Ebola: le gouvernement ougandais confirme deux nouveaux cas chez des soignants

Un agent de santé dans le laboratoire de l'INRB
Un agent de santé dans le laboratoire de l'INRB

Le ministère de la Santé ougandais a annoncé, ce lundi 25 mai, la confirmation de deux nouveaux cas de maladie à virus Ebola (MVE) dans le pays, portant à sept le nombre total de personnes touchées par cette épidémie mortelle. Selon un communiqué officiel, les deux personnes contaminées sont des professionnels de santé ougandais travaillant dans un établissement de santé privé à Kampala, la capitale de l’Ouganda.

" Les deux patients ont été admis dans l'unité de traitement désignée et reçoivent actuellement des soins. Toutes les personnes ayant été en contact avec les cas confirmés sont recensées afin d'être suivies par les équipes d'intervention ", précise le ministère ougandais de la Santé.

Les autorités ougandaises appellent la population à une vigilance accrue et recommandent de signaler immédiatement au centre de santé le plus proche toute personne présentant des symptômes compatibles avec la maladie à virus Ebola.
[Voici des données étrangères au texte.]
//! Sample mappings, documents and queries used by the scenarios.

use serde_json::{json, Value};
use uuid::Uuid;

use docstore_shared::{Document, Fields, IndexSpec, SearchQuery};

pub const COURSES_INDEX: &str = "courses";
pub const MOVIES_INDEX: &str = "movies";
pub const DAM_INDEX: &str = "dam1";

fn object(value: Value) -> Fields {
    match value {
        Value::Object(fields) => fields,
        _ => Fields::new(),
    }
}

fn document(id: Option<String>, value: Value) -> Document {
    match id {
        Some(id) => Document::with_id(id, object(value)),
        None => Document::new(object(value)),
    }
}

fn random_id() -> Option<String> {
    Some(Uuid::new_v4().to_string())
}

/// Courses index with english-analyzed text fields.
pub fn courses_index() -> IndexSpec {
    IndexSpec::new(
        COURSES_INDEX,
        json!({
            "properties": {
                "title": { "type": "text", "analyzer": "english" },
                "description": { "type": "text", "analyzer": "english" }
            }
        }),
    )
}

/// Three programming courses, each with a fresh id.
pub fn course_documents() -> Vec<Document> {
    [
        ("Python Programming", "Learn Python programming from scratch."),
        ("JavaScript Programming", "Learn JavaScript programming from scratch."),
        ("Java Programming", "Learn Java programming from scratch."),
    ]
    .into_iter()
    .map(|(title, description)| {
        document(
            random_id(),
            json!({ "title": title, "description": description }),
        )
    })
    .collect()
}

/// A course indexed on its own, then updated and deleted.
pub fn single_course() -> Document {
    document(
        random_id(),
        json!({
            "title": "Rust Programming",
            "description": "Learn Rust programming from scratch."
        }),
    )
}

/// Partial update applied to `single_course`.
pub fn course_update() -> Fields {
    object(json!({
        "title": "Rust Programming 2",
        "description": "Learn Rust programming from scratch. Also, learn Axum to build web apps."
    }))
}

/// Movies index for wiki movie plots.
pub fn movies_index() -> IndexSpec {
    IndexSpec::new(
        MOVIES_INDEX,
        json!({
            "properties": {
                "title": { "type": "text", "analyzer": "english" },
                "ethnicity": { "type": "text", "analyzer": "standard" },
                "director": { "type": "text", "analyzer": "standard" },
                "cast": { "type": "text", "analyzer": "standard" },
                "genre": { "type": "text", "analyzer": "standard" },
                "plot": { "type": "text", "analyzer": "english" },
                "year": { "type": "integer" },
                "wiki_page": { "type": "keyword" }
            }
        }),
    )
}

/// A handful of movies keyed by their position, like rows of a plot table.
///
/// The last one carries a non-integer year and is rejected by the mapping.
pub fn movie_documents() -> Vec<Document> {
    let rows = [
        json!({
            "title": "Chinatown",
            "ethnicity": "American",
            "director": "Roman Polanski",
            "cast": "Jack Nicholson, Faye Dunaway, John Huston",
            "genre": "mystery",
            "plot": "A private detective hired to expose an adulterer finds himself caught up in a web of deceit.",
            "year": 1974,
            "wiki_page": "https://en.wikipedia.org/wiki/Chinatown_(1974_film)"
        }),
        json!({
            "title": "The Shining",
            "ethnicity": "American",
            "director": "Stanley Kubrick",
            "cast": "Jack Nicholson, Shelley Duvall",
            "genre": "horror",
            "plot": "A family heads to an isolated hotel for the winter where an evil presence influences the father.",
            "year": 1980,
            "wiki_page": "https://en.wikipedia.org/wiki/The_Shining_(film)"
        }),
        json!({
            "title": "Five Easy Pieces",
            "ethnicity": "American",
            "director": "Bob Rafelson",
            "cast": "Jack Nicholson, Karen Black",
            "genre": "drama",
            "plot": "A drifter working on an oil rig returns home to visit his ailing father.",
            "year": 1970,
            "wiki_page": "https://en.wikipedia.org/wiki/Five_Easy_Pieces"
        }),
        json!({
            "title": "Rosemary's Baby",
            "ethnicity": "American",
            "director": "Roman Polanski",
            "cast": "Mia Farrow, John Cassavetes",
            "genre": "horror",
            "plot": "A young couple moves into an apartment only to be surrounded by peculiar neighbors.",
            "year": "nineteen sixty-eight",
            "wiki_page": "https://en.wikipedia.org/wiki/Rosemary%27s_Baby_(film)"
        }),
    ];

    rows.into_iter()
        .enumerate()
        .map(|(i, row)| document(Some(i.to_string()), row))
        .collect()
}

/// Movies with Jack Nicholson not directed by Roman Polanski.
pub fn nicholson_not_polanski() -> SearchQuery {
    SearchQuery::from_clause(json!({
        "bool": {
            "must": { "match_phrase": { "cast": "jack nicholson" } },
            "filter": {
                "bool": {
                    "must_not": { "match_phrase": { "director": "roman polanski" } }
                }
            }
        }
    }))
}

/// Digital asset management index with nested key/value metadata.
pub fn dam_index() -> IndexSpec {
    IndexSpec::new(
        DAM_INDEX,
        json!({
            "properties": {
                "object_url": { "type": "text", "analyzer": "keyword" },
                "object_uri": { "type": "text", "analyzer": "keyword" },
                "object_fid": { "type": "text", "analyzer": "keyword" },
                "object_datetime": { "type": "date" },
                "thumb": {
                    "properties": {
                        "l": { "type": "text", "analyzer": "keyword" },
                        "m": { "type": "text", "analyzer": "keyword" },
                        "s": { "type": "text", "analyzer": "keyword" }
                    }
                },
                "tags": { "type": "keyword" },
                "key_value": {
                    "type": "nested",
                    "properties": {
                        "key": { "type": "keyword" },
                        "value": { "type": "keyword" }
                    }
                }
            }
        }),
    )
}

/// Four digital assets with thumbnails, tags and key/value pairs.
pub fn dam_documents() -> Vec<Document> {
    let assets: [(&[&str], &[(&str, &str)]); 4] = [
        (&["tag1", "tag2", "tag3"], &[("key1", "value1"), ("key2", "value2")]),
        (&["tag1", "tag3", "tag4"], &[("key1", "value1"), ("key3", "value3")]),
        (&["tag2", "tag3", "tag4"], &[("key2", "value2"), ("key3", "value3")]),
        (&["tag1", "tag2", "tag4"], &[("key1", "value1"), ("key2", "value2")]),
    ];

    assets
        .iter()
        .enumerate()
        .map(|(i, (tags, pairs))| {
            let n = i + 1;
            let key_value: Vec<Value> = pairs
                .iter()
                .map(|(key, value)| json!({ "key": key, "value": value }))
                .collect();
            document(
                random_id(),
                json!({
                    "object_url": format!("https://example.com/object{}", n),
                    "object_uri": format!("object{}", n),
                    "object_fid": format!("object{}", n),
                    "object_datetime": format!("2021-08-0{}T12:00:00", n),
                    "thumb": {
                        "l": format!("https://example.com/thumb{}_l", n),
                        "m": format!("https://example.com/thumb{}_m", n),
                        "s": format!("https://example.com/thumb{}_s", n)
                    },
                    "tags": tags,
                    "key_value": key_value
                }),
            )
        })
        .collect()
}

/// Assets carrying a tag.
pub fn dam_by_tag(tag: &str) -> SearchQuery {
    SearchQuery::from_clause(json!({ "term": { "tags": tag } }))
}

/// Assets with a given key/value pair in their nested metadata.
pub fn dam_by_key_value(key: &str, value: &str) -> SearchQuery {
    SearchQuery::from_clause(json!({
        "nested": {
            "path": "key_value",
            "query": {
                "bool": {
                    "must": [
                        { "term": { "key_value.key": key } },
                        { "term": { "key_value.value": value } }
                    ]
                }
            }
        }
    }))
}

/// Asset by its object id.
pub fn dam_by_object_id(object_fid: &str) -> SearchQuery {
    SearchQuery::from_clause(json!({ "term": { "object_fid": object_fid } }))
}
" Il est conseillé à la population de signaler immédiatement au centre de santé le plus proche toute personne présentant des symptômes compatibles avec la maladie à virus Ebola. Le dépistage et le traitement précoces augmentent considérablement les chances de survie et contribuent à prévenir la propagation de la maladie ", ajoute le ministère de la Santé de l'Ouganda.
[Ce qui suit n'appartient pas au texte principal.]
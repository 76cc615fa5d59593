//! Document types for the document store.
//!
//! A document is a free-form JSON object stored under an id in a named index.

use serde::{Deserialize, Serialize};
use serde_json::{Map, Value};

/// Field name to value mapping that makes up a document body.
pub type Fields = Map<String, Value>;

/// A document as it is sent to, or read back from, the document store.
///
/// The identity of a stored document is the pair (index name, id). When `id`
/// is `None` the service assigns one at indexing time.
#[derive(Debug, Clone, Serialize, Deserialize, PartialEq, Default)]
pub struct Document {
    /// Optional document id. `None` lets the service generate one.
    #[serde(skip_serializing_if = "Option::is_none")]
    pub id: Option<String>,
    /// The document body.
    pub fields: Fields,
}

impl Document {
    /// Create a document without an id; the service will assign one.
    pub fn new(fields: Fields) -> Self {
        Self { id: None, fields }
    }

    /// Create a document with an explicit id.
    ///
    /// # Example
    ///
    /// ```
    /// use docstore_shared::Document;
    /// use serde_json::json;
    ///
    /// let doc = Document::with_id(
    ///     "course-1",
    ///     json!({ "title": "Python Programming" }).as_object().cloned().unwrap(),
    /// );
    /// assert_eq!(doc.id.as_deref(), Some("course-1"));
    /// ```
    pub fn with_id(id: impl Into<String>, fields: Fields) -> Self {
        Self {
            id: Some(id.into()),
            fields,
        }
    }

    /// Build a document from a JSON value.
    ///
    /// Returns `None` if the value is not a JSON object, since only objects
    /// can be stored as document bodies.
    pub fn from_value(id: Option<String>, value: Value) -> Option<Self> {
        match value {
            Value::Object(fields) => Some(Self { id, fields }),
            _ => None,
        }
    }

    /// Look up a single field.
    pub fn field(&self, name: &str) -> Option<&Value> {
        self.fields.get(name)
    }

    /// The document body as a JSON value.
    pub fn to_value(&self) -> Value {
        Value::Object(self.fields.clone())
    }
}
//! Digital asset management walk-through.

use tracing::info;

use super::{ensure_index, log_hits};
use crate::samples::{self, DAM_INDEX};
use crate::DemoError;
use docstore_repository::DocumentStoreClient;

pub(super) async fn run(client: &DocumentStoreClient) -> Result<(), DemoError> {
    ensure_index(client, &samples::dam_index()).await?;

    let summary = client
        .bulk_index(DAM_INDEX, &samples::dam_documents())
        .await?;
    info!(
        succeeded = summary.succeeded,
        failed = summary.failed,
        "Loaded digital assets"
    );

    client.refresh_index(DAM_INDEX).await?;

    let queries = [
        ("tags:tag1", samples::dam_by_tag("tag1")),
        ("key1=value1", samples::dam_by_key_value("key1", "value1")),
        ("object_fid:object3", samples::dam_by_object_id("object3")),
    ];
    for (label, query) in &queries {
        let results = client.search(DAM_INDEX, query).await?;
        log_hits(label, &results);
    }

    Ok(())
}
Bien avant, les ministres de la Santé de la RDC, de la République de l’Ouganda et de la République du Soudan du Sud, aux côtés du directeur général d’Africa CDC, Jean Kaseya, ainsi que des représentants de l’OMS, de l’UNICEF, du FNUAP et d’autres partenaires techniques ont adopté un plan de coordination transfrontalière contre la maladie à virus Ebola Bundibugyo, qui sévit actuellement dans la région des Grands Lacs.

C’est ce qu’il faut retenir de la réunion ministérielle de haut niveau consacrée à la coordination transfrontalière de la riposte contre l’épidémie, tenue les 22 et 23 mai 2026 à Kampala, en Ouganda, sous le thème " Solidarité régionale, préparation et réponse coordonnée". Les participants se sont dits conscients que la maladie à virus Ebola (MVE) demeure une menace majeure de santé publique, avec de graves conséquences sanitaires, humanitaires, sociales et économiques pour les pays affectés et la région.
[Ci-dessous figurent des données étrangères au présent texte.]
//! Fixed demonstration sequences run by the binary.
//!
//! Each scenario walks one sample data set through the client: index setup,
//! bulk load, refresh, searches and single-document operations.

mod cluster;
mod courses;
mod dam;
mod movies;

use std::fmt;
use std::str::FromStr;

use serde_json::Value;
use tracing::info;

use crate::DemoError;
use docstore_repository::DocumentStoreClient;
use docstore_shared::{IndexSpec, SearchResponse};

/// A runnable demonstration.
#[derive(Debug, Clone, Copy, PartialEq, Eq, Default)]
pub enum Scenario {
    /// Course catalogue: bulk load, search, update and delete.
    #[default]
    Courses,
    /// Movie plots with a compound bool query and a rejected document.
    Movies,
    /// Digital assets with keyword and nested queries.
    Dam,
    /// Cluster name and version.
    Info,
}

impl Scenario {
    pub const ALL: [Scenario; 4] = [Self::Courses, Self::Movies, Self::Dam, Self::Info];

    pub fn name(&self) -> &'static str {
        match self {
            Self::Courses => "courses",
            Self::Movies => "movies",
            Self::Dam => "dam",
            Self::Info => "info",
        }
    }

    /// Run the scenario to completion, stopping at the first failed operation.
    pub async fn run(&self, client: &DocumentStoreClient) -> Result<(), DemoError> {
        info!(scenario = self.name(), "Running scenario");
        match self {
            Self::Courses => courses::run(client).await,
            Self::Movies => movies::run(client).await,
            Self::Dam => dam::run(client).await,
            Self::Info => cluster::run(client).await,
        }
    }
}

impl fmt::Display for Scenario {
    fn fmt(&self, f: &mut fmt::Formatter<'_>) -> fmt::Result {
        f.write_str(self.name())
    }
}

impl FromStr for Scenario {
    type Err = DemoError;

    fn from_str(s: &str) -> Result<Self, Self::Err> {
        Self::ALL
            .into_iter()
            .find(|scenario| scenario.name().eq_ignore_ascii_case(s.trim()))
            .ok_or_else(|| {
                let names: Vec<&str> = Self::ALL.iter().map(Scenario::name).collect();
                DemoError::config(format!(
                    "unknown scenario '{}', expected one of: {}",
                    s,
                    names.join(", ")
                ))
            })
    }
}

/// Create the index unless it already exists.
///
/// Index creation is not idempotent, so reruns of a scenario reuse the index
/// left by a previous run.
async fn ensure_index(client: &DocumentStoreClient, spec: &IndexSpec) -> Result<(), DemoError> {
    if client.index_exists(&spec.name).await? {
        info!(index = %spec.name, "Index already exists, reusing it");
        return Ok(());
    }
    client.create_index(spec).await?;
    Ok(())
}

fn log_hits(label: &str, response: &SearchResponse) {
    info!(
        query = label,
        total = response.total(),
        took_ms = response.took_ms(),
        "Search results"
    );
    for hit in response.hits() {
        let source = Value::Object(hit.source);
        info!(
            query = label,
            id = %hit.id,
            score = ?hit.score,
            source = %source,
            "Hit"
        );
    }
}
Le communiqué conjoint adopté comprend douze engagements visant à renforcer la riposte transfrontalière contre l’épidémie d’Ebola Bundibugyo. Il reconnaît le risque régional accru lié à la porosité des frontières, aux corridors commerciaux et miniers actifs, aux crises humanitaires, aux déplacements de populations, à l’insécurité ainsi qu’aux limites des capacités de surveillance et de préparation aux points d’entrée et dans les communautés frontalières.

En date du 15 mai 2026, une épidémie d’Ebola a été confirmée dans la province de l’Ituri, dans le nord-est de la République démocratique du Congo. Il s’agit d’une souche rare du virus pour laquelle il n’existe ni vaccin homologué ni traitement spécifique.

Les conflits, les importants mouvements de population ainsi que la faiblesse du contrôle gouvernemental rendent difficiles le traçage des contacts et les efforts de riposte, tout en augmentant le risque de propagation à d’autres régions du pays et aux pays voisins. La grave situation humanitaire dans la région, où plus de 26 millions de personnes sont confrontées à une insécurité alimentaire aiguë, accroît davantage leur vulnérabilité. La malnutrition, les déplacements de population et la fragilité des services de santé contribuent à un risque élevé d’infection et de mortalité.